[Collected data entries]
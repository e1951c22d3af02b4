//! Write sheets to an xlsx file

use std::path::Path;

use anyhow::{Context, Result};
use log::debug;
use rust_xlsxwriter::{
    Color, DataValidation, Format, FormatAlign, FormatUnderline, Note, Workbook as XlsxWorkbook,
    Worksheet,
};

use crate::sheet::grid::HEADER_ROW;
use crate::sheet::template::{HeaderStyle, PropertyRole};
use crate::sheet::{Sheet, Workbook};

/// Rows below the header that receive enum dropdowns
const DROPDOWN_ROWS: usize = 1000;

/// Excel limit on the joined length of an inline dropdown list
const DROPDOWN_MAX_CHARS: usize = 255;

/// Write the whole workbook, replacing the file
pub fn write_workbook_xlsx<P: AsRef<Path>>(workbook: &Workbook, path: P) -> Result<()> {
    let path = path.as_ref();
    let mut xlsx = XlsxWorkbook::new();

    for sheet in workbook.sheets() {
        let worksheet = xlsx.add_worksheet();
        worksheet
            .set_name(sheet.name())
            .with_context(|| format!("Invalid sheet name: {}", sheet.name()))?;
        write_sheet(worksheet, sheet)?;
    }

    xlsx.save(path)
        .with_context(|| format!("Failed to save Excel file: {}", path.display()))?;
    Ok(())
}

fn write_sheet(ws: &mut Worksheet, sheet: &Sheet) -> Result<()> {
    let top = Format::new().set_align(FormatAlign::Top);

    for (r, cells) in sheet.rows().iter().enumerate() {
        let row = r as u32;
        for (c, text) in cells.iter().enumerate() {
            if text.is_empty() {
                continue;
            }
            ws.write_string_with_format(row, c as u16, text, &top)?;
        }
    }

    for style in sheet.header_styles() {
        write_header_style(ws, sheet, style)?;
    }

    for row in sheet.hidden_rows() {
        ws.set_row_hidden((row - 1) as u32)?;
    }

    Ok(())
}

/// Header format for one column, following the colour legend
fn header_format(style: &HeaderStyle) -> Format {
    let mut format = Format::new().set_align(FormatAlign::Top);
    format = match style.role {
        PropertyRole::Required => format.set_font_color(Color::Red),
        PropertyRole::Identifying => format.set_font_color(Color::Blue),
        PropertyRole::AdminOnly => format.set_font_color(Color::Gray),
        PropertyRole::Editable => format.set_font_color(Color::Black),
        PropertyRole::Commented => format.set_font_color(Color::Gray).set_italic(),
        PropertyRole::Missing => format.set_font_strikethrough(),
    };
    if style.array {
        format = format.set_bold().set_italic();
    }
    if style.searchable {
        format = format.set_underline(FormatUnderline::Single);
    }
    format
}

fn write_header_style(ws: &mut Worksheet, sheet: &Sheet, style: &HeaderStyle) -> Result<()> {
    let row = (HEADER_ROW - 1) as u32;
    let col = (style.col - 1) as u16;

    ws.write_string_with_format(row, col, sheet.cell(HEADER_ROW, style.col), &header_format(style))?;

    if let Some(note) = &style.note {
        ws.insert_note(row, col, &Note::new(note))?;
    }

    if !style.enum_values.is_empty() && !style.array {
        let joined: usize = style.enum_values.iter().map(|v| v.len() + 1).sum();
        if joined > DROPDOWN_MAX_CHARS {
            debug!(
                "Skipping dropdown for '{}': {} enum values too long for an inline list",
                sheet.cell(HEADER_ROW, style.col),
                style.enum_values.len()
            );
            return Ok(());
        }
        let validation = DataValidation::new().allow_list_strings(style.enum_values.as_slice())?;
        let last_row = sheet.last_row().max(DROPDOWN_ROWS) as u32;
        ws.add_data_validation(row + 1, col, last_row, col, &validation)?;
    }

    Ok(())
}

==

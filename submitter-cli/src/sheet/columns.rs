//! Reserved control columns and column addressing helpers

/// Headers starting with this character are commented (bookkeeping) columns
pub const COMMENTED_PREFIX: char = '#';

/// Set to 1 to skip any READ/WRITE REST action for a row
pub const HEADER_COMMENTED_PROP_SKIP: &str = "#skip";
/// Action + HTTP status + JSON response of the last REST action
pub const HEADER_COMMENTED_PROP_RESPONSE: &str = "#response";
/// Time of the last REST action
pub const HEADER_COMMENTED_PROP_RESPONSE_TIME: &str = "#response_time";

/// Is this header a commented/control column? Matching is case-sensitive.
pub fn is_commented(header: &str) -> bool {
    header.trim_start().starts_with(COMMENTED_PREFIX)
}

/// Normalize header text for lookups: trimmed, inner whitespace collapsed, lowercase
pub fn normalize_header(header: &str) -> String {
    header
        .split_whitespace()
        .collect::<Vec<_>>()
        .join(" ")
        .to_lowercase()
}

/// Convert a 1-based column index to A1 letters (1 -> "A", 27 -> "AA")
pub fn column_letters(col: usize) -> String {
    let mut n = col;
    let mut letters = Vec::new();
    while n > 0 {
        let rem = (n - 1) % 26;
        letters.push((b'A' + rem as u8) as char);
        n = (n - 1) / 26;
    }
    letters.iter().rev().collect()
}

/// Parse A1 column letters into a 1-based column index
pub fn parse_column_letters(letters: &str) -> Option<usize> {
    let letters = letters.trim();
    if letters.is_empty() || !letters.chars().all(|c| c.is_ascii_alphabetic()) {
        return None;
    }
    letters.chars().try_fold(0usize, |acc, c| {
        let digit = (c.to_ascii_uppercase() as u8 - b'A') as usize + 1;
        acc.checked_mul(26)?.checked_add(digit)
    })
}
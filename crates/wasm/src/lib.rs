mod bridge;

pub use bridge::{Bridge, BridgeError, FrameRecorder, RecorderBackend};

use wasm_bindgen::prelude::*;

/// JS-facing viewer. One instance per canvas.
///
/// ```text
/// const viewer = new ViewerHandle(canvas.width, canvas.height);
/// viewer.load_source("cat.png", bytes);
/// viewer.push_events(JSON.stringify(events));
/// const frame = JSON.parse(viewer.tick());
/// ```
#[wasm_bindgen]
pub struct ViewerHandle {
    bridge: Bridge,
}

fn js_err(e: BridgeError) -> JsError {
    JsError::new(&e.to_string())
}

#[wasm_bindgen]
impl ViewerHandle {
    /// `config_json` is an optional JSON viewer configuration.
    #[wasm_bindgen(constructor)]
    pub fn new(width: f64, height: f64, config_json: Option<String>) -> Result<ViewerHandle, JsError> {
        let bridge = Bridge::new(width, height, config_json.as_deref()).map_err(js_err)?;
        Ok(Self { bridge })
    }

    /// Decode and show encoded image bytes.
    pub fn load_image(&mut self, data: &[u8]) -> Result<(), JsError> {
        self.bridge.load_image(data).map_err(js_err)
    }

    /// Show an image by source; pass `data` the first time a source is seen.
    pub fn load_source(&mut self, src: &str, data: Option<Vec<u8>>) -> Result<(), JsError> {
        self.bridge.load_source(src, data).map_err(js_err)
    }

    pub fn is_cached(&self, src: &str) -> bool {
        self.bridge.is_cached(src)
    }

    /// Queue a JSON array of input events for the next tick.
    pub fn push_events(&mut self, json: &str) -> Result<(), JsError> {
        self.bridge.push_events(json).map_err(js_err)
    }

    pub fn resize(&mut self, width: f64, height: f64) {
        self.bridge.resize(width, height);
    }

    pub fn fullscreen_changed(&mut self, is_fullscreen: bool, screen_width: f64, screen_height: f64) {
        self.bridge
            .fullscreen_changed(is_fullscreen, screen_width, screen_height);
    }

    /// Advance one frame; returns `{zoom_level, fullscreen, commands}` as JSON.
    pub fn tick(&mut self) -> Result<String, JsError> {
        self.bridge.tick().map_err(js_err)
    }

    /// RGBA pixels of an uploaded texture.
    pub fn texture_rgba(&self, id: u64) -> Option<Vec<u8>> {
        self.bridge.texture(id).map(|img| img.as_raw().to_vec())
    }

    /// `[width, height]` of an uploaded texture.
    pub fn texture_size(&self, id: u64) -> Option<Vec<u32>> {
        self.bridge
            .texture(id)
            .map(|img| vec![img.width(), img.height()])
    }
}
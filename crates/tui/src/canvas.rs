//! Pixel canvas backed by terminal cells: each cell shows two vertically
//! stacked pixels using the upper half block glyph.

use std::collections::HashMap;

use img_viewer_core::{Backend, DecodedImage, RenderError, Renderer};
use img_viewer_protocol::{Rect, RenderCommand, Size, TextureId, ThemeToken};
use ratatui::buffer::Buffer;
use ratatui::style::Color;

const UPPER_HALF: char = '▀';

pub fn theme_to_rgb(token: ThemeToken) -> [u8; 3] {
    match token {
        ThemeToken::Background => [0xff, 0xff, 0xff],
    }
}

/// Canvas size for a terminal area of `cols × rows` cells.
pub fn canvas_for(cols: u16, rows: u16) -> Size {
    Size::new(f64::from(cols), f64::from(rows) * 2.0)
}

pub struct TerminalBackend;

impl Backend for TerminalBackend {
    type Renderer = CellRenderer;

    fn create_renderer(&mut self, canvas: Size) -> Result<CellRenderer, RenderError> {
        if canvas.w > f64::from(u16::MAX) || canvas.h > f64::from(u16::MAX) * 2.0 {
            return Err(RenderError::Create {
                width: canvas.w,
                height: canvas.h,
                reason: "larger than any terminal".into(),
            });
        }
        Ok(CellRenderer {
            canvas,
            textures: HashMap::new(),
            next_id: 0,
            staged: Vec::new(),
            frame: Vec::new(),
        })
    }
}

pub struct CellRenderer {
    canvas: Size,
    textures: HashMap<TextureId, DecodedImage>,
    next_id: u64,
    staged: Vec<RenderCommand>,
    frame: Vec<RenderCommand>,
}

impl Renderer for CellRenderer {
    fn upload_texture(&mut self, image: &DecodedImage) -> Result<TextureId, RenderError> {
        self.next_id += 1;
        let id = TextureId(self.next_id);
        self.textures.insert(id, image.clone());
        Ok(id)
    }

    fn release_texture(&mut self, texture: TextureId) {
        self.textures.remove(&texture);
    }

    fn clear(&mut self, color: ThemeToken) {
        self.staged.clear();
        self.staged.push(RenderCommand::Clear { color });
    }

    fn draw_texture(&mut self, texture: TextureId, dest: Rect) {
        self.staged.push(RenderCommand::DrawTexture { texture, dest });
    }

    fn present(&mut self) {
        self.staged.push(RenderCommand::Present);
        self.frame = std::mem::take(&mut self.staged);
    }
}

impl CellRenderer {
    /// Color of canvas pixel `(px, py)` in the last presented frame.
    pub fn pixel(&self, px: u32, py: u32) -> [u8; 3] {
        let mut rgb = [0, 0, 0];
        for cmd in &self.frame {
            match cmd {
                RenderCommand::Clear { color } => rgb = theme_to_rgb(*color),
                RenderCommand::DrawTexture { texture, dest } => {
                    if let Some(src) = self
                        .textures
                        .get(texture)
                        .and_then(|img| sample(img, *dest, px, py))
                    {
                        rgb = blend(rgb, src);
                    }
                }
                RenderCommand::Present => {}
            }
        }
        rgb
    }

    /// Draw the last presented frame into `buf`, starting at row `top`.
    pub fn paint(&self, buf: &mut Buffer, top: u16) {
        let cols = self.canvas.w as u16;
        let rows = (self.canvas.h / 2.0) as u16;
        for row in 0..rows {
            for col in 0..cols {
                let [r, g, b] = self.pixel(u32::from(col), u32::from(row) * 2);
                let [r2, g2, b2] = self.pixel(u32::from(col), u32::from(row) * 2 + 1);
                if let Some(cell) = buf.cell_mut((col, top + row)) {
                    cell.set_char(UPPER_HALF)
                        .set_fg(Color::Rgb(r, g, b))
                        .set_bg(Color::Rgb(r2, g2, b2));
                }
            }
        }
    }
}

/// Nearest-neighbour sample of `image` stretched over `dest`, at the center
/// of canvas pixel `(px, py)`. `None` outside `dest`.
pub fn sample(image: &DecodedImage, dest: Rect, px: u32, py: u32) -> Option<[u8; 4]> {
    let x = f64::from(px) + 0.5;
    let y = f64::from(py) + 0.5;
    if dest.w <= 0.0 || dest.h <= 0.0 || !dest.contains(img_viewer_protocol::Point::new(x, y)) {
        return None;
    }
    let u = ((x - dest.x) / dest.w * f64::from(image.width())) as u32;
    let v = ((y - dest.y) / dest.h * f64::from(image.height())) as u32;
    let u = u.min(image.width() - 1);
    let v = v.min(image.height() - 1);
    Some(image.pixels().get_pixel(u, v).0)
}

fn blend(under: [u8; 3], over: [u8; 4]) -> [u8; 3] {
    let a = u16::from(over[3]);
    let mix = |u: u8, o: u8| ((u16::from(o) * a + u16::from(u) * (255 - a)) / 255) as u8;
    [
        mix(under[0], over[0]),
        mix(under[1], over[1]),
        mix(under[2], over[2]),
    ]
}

• _REQUIRED WORK_
Tell how many lines in the records above carry the word "DrawTexture". Only the number should appear in the reply.

• _RESPONSE BELOW_
2